* [What you have to do]: Find all lines below containing the string "MalformedArray" and return them.

* [Input material]:

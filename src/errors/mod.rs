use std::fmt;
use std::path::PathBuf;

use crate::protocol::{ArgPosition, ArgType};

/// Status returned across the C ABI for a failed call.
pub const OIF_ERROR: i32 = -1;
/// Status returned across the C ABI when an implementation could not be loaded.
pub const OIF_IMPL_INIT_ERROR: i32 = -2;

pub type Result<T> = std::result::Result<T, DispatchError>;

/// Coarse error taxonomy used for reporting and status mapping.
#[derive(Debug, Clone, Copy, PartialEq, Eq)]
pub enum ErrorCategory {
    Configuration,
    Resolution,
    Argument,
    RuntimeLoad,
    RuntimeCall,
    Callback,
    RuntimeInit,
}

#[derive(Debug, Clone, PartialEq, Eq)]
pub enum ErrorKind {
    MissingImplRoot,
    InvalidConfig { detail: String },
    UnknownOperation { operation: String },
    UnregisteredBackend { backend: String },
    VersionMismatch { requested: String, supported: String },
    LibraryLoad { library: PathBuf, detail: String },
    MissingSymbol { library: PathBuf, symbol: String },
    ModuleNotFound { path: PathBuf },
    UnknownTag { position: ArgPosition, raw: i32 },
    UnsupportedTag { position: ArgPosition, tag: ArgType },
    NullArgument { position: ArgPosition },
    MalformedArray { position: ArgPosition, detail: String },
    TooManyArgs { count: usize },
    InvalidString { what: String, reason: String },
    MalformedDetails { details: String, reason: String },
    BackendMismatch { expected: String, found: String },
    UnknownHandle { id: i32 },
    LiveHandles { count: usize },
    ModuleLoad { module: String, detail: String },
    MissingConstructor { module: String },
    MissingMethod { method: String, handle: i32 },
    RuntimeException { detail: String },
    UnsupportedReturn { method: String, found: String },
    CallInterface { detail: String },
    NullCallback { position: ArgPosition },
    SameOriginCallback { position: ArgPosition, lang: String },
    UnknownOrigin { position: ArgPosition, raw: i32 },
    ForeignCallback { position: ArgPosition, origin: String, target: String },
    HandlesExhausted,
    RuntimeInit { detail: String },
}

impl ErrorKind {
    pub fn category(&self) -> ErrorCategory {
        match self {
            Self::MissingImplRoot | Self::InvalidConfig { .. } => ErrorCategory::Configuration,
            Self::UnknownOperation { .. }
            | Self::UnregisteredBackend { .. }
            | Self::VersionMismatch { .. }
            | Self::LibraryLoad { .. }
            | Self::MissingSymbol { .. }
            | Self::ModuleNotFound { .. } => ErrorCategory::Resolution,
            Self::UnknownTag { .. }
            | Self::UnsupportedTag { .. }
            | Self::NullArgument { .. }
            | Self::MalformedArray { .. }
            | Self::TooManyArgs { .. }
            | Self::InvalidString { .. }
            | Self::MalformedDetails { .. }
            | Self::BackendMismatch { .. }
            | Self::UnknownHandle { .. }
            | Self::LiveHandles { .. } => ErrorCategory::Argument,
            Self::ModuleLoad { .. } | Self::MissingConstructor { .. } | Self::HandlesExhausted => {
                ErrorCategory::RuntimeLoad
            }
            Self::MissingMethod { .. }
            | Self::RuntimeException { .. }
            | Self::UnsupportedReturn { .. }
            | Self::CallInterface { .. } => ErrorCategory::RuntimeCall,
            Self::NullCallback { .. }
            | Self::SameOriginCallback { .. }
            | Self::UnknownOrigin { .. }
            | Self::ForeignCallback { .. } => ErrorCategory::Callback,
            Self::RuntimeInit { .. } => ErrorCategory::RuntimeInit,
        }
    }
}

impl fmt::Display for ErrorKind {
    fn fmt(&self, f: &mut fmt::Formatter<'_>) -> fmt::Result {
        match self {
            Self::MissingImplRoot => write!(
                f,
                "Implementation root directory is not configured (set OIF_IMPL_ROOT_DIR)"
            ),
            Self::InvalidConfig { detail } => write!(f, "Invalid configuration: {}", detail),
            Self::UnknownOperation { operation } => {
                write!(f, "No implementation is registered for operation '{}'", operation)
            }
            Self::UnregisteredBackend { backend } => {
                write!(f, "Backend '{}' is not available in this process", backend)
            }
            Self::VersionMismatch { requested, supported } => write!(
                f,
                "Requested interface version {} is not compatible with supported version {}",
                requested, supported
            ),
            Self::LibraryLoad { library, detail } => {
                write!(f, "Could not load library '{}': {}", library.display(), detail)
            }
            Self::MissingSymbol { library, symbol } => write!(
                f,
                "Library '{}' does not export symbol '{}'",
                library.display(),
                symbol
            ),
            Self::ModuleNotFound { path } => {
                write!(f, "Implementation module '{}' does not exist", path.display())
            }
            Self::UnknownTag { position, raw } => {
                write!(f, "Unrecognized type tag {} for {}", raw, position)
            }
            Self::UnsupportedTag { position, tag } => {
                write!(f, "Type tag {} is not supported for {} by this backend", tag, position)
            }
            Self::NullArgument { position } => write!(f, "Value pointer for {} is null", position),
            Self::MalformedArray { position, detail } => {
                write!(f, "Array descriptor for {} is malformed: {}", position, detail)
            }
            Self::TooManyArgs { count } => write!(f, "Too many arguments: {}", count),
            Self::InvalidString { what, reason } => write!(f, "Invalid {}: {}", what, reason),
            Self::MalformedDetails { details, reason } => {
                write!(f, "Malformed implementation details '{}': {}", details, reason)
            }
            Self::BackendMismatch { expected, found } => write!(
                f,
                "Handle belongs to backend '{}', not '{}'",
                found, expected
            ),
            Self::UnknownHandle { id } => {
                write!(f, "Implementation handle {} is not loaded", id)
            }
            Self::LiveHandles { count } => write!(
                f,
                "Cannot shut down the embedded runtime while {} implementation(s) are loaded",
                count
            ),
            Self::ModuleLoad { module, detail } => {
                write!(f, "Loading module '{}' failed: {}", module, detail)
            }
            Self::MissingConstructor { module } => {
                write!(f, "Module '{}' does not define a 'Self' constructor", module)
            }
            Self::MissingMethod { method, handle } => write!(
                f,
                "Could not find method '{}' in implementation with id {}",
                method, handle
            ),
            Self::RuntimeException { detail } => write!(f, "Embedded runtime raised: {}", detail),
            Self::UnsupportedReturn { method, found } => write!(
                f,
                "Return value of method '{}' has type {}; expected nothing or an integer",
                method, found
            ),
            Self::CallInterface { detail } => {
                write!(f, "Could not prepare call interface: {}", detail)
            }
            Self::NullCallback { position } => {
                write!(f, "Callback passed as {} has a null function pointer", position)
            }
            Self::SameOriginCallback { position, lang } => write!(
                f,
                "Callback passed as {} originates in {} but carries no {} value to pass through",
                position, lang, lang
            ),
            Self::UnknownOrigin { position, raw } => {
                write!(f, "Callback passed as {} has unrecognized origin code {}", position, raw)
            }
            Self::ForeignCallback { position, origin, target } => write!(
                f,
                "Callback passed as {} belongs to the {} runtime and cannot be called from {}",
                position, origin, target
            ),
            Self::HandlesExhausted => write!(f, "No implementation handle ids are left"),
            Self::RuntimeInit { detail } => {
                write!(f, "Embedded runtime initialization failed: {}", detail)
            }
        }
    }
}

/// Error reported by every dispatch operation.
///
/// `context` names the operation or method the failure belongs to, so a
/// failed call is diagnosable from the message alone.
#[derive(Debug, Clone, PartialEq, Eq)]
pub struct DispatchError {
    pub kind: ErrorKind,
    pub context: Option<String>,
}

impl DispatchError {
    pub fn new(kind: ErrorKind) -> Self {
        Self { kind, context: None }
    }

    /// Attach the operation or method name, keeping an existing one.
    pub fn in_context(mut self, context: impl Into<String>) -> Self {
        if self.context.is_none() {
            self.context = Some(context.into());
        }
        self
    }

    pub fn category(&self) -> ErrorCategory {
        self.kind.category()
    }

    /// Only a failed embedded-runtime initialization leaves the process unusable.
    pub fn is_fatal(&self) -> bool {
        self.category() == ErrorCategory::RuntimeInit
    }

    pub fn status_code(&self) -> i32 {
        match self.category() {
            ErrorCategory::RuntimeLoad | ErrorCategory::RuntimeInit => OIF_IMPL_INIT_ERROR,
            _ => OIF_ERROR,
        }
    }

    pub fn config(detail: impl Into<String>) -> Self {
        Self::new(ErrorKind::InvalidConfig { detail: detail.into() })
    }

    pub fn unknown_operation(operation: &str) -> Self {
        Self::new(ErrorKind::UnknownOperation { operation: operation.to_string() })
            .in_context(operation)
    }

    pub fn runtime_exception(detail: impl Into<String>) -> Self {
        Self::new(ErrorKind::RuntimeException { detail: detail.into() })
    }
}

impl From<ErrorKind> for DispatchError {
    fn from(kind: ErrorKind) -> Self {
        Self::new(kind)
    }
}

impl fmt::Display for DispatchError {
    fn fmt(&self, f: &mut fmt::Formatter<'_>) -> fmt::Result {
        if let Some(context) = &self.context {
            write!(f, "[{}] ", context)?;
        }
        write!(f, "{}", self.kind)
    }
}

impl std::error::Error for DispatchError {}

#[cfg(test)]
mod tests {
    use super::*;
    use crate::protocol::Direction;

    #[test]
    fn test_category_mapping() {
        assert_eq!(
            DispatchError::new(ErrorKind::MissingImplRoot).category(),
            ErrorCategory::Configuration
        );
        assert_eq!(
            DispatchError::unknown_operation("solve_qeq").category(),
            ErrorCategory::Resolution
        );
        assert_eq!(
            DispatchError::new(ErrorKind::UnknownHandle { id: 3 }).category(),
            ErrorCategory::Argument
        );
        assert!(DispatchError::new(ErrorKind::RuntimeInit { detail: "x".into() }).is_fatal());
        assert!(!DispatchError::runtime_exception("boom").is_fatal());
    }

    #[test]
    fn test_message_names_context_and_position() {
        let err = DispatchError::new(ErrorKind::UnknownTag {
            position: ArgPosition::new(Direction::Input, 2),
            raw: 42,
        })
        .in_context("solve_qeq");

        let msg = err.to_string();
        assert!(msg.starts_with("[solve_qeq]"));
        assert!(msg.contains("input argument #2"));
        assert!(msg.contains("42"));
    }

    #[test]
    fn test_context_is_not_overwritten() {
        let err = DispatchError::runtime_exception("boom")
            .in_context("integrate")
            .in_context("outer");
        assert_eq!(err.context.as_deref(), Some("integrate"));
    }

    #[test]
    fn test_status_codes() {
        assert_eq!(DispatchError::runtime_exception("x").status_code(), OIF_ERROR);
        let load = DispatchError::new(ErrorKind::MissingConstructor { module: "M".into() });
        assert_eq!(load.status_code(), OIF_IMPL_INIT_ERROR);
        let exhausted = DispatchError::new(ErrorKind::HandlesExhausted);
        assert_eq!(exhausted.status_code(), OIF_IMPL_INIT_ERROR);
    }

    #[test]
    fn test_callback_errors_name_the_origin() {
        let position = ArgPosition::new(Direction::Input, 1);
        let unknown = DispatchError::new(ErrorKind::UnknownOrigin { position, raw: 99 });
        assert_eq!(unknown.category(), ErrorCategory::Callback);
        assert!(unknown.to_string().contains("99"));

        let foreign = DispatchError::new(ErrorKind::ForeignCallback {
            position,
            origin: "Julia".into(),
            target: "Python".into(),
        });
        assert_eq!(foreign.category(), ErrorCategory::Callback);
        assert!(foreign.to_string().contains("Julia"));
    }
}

* [The answer]:
    MalformedArray { position: ArgPosition, detail: String },
            | Self::MalformedArray { .. }
            Self::MalformedArray { position, detail } => {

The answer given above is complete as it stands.